[Stored items from a collection]
____________________

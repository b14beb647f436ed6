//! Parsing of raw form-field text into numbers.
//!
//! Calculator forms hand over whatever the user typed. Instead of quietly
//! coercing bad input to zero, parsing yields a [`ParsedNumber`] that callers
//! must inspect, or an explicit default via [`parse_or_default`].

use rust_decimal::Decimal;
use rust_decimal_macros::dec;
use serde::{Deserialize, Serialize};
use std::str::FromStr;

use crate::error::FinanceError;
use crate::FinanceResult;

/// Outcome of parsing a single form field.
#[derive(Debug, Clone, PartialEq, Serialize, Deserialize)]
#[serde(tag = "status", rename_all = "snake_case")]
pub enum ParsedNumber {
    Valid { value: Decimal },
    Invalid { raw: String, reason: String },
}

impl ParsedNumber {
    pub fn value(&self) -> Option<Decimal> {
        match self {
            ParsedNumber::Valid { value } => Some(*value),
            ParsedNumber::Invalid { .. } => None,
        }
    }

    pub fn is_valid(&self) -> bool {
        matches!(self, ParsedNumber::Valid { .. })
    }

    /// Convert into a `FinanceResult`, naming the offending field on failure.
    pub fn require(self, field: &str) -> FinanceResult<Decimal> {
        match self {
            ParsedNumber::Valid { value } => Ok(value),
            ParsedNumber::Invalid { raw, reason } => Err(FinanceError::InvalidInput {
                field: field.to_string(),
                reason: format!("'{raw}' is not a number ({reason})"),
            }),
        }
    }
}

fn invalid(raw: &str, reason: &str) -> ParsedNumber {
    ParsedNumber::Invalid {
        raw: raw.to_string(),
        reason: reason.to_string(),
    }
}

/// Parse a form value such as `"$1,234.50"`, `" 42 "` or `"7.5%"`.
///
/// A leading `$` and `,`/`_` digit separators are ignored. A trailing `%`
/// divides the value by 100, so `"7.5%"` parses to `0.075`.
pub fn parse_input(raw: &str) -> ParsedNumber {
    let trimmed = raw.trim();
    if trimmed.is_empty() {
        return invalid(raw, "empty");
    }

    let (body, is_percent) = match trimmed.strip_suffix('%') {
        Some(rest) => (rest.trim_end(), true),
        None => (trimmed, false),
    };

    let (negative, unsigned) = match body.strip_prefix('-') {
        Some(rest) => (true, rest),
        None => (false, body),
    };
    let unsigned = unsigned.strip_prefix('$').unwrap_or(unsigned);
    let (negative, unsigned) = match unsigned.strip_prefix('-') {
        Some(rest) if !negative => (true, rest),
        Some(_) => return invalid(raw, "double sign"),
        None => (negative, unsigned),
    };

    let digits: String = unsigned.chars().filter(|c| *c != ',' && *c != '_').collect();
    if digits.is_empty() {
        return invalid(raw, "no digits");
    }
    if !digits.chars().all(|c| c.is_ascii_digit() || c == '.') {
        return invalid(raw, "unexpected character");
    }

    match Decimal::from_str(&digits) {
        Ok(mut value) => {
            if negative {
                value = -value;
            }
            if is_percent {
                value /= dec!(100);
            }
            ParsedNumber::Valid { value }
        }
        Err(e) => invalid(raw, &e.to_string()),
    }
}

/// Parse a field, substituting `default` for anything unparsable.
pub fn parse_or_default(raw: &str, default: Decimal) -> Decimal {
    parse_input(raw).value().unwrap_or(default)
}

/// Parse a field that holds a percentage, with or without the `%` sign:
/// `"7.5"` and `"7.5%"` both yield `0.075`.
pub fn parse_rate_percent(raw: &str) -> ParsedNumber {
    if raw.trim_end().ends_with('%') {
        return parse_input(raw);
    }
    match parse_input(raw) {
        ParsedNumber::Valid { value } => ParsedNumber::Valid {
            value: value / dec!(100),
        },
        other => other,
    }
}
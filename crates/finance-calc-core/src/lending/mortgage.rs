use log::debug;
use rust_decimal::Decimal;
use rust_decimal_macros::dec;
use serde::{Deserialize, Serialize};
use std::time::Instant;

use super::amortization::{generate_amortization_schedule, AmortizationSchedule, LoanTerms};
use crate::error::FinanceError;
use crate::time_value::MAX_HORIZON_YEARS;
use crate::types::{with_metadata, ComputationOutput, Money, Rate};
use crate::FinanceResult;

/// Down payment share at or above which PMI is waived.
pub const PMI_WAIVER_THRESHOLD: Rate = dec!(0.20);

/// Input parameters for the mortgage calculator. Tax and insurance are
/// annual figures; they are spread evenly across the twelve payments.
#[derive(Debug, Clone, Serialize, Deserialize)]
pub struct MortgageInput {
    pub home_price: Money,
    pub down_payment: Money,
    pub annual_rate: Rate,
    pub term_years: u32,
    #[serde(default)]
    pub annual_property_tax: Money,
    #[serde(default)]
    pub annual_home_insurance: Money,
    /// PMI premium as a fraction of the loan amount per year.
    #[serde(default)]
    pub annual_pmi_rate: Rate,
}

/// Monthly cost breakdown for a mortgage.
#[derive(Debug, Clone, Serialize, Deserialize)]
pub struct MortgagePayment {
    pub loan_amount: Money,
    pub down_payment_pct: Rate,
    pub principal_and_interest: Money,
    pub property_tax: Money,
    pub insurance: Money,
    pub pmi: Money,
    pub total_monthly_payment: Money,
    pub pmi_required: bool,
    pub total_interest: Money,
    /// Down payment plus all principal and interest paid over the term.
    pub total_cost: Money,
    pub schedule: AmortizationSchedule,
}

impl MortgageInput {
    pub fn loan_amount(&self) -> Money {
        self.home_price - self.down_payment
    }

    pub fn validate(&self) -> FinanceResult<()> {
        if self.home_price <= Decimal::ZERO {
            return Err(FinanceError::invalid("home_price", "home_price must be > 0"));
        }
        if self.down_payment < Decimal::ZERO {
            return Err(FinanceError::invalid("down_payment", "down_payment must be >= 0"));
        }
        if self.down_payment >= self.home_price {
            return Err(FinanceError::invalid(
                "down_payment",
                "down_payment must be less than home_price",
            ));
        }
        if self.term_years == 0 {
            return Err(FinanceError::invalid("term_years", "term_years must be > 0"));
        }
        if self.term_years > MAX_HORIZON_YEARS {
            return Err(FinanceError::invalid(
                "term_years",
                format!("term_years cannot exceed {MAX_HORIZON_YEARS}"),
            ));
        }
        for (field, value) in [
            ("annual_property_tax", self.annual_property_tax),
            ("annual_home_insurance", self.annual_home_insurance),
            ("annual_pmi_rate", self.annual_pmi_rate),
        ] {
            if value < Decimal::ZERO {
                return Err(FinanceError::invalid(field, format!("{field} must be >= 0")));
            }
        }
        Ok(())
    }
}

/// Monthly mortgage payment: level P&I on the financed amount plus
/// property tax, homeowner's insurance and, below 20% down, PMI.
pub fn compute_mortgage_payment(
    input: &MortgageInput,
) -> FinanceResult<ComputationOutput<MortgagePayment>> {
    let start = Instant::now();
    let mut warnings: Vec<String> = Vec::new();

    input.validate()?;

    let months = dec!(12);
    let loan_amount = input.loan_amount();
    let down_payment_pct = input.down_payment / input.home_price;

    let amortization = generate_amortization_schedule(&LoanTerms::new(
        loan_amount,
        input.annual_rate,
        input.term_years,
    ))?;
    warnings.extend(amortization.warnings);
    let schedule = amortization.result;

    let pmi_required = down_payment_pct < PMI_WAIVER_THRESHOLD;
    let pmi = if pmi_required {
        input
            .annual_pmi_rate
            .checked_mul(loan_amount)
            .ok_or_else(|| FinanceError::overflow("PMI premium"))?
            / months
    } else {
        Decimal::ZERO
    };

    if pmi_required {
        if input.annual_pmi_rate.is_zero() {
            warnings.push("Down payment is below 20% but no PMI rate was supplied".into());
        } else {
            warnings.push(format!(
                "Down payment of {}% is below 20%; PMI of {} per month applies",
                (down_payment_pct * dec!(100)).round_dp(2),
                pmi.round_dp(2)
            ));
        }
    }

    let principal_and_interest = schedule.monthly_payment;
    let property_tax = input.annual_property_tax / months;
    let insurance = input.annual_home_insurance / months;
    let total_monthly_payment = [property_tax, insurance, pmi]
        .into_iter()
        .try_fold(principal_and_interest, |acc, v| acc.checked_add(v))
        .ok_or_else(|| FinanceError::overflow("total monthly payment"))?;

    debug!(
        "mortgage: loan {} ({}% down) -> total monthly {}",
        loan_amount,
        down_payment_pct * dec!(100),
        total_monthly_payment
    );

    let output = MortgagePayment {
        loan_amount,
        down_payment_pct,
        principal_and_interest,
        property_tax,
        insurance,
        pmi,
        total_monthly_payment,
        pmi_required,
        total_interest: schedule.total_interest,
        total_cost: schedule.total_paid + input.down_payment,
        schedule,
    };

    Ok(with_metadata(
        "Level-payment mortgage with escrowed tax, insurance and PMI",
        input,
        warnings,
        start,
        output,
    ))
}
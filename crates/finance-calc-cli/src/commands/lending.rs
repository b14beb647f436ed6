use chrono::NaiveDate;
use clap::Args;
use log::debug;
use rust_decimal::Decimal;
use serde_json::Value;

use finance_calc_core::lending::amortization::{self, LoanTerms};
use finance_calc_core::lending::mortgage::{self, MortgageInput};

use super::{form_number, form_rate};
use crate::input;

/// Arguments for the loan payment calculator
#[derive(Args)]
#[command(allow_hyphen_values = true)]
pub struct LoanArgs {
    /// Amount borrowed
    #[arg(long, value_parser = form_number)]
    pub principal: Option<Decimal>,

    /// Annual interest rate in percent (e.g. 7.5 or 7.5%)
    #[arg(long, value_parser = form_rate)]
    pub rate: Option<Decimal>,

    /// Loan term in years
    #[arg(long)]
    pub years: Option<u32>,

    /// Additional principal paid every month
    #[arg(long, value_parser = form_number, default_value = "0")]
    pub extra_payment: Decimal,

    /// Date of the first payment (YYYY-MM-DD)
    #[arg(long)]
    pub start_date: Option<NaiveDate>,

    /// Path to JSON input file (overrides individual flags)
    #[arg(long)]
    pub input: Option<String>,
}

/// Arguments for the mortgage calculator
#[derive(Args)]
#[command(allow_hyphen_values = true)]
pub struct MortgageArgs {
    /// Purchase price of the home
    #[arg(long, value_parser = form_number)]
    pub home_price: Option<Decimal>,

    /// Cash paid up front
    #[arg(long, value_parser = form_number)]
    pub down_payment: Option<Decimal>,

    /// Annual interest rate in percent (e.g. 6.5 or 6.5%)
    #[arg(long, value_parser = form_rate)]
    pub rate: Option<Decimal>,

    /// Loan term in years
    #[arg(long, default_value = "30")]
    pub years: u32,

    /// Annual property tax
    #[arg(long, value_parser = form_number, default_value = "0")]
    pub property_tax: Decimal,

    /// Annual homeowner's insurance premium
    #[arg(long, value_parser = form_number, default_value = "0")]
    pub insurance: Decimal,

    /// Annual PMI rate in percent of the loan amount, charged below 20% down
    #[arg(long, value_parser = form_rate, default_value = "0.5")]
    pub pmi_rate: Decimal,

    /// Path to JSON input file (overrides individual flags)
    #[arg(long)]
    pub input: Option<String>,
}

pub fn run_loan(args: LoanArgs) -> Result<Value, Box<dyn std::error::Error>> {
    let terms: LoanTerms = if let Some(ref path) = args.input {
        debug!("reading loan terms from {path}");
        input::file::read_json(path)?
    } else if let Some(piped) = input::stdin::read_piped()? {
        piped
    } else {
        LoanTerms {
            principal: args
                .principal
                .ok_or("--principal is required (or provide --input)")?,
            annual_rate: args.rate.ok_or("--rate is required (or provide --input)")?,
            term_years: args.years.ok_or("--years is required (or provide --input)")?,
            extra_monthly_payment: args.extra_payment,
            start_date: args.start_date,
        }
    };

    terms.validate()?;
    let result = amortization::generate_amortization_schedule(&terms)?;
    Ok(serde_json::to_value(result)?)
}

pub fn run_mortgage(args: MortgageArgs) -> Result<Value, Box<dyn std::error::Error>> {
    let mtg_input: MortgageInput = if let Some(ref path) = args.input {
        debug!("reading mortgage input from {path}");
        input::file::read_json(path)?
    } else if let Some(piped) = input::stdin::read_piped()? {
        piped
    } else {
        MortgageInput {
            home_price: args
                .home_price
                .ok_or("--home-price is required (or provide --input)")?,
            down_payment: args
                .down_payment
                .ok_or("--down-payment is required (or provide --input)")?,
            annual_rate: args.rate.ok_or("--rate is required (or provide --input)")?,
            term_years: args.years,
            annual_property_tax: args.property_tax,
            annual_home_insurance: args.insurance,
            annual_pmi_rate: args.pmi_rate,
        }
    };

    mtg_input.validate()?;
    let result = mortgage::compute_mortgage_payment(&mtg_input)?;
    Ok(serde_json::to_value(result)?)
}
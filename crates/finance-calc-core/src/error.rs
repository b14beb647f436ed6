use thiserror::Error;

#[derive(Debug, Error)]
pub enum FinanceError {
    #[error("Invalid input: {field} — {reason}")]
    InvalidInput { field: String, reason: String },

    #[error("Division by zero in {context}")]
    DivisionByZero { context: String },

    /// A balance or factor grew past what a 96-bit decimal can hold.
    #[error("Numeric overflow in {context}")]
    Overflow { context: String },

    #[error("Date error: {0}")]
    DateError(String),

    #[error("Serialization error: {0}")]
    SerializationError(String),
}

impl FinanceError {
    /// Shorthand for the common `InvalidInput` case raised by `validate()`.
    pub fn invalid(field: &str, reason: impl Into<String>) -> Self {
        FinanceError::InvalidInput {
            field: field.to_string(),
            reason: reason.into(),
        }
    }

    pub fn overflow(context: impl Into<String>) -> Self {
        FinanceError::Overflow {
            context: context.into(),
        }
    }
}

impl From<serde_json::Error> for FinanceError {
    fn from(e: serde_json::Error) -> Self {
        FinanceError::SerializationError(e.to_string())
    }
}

____________________

**What is expected**
Return every line above in which the string "Option" occurs.

**The completed task**
    pub fn value(&self) -> Option<Decimal> {
    pub principal: Option<Decimal>,
    pub rate: Option<Decimal>,
    pub years: Option<u32>,
    pub start_date: Option<NaiveDate>,
    pub input: Option<String>,
    pub home_price: Option<Decimal>,
    pub down_payment: Option<Decimal>,
    pub rate: Option<Decimal>,
    pub input: Option<String>,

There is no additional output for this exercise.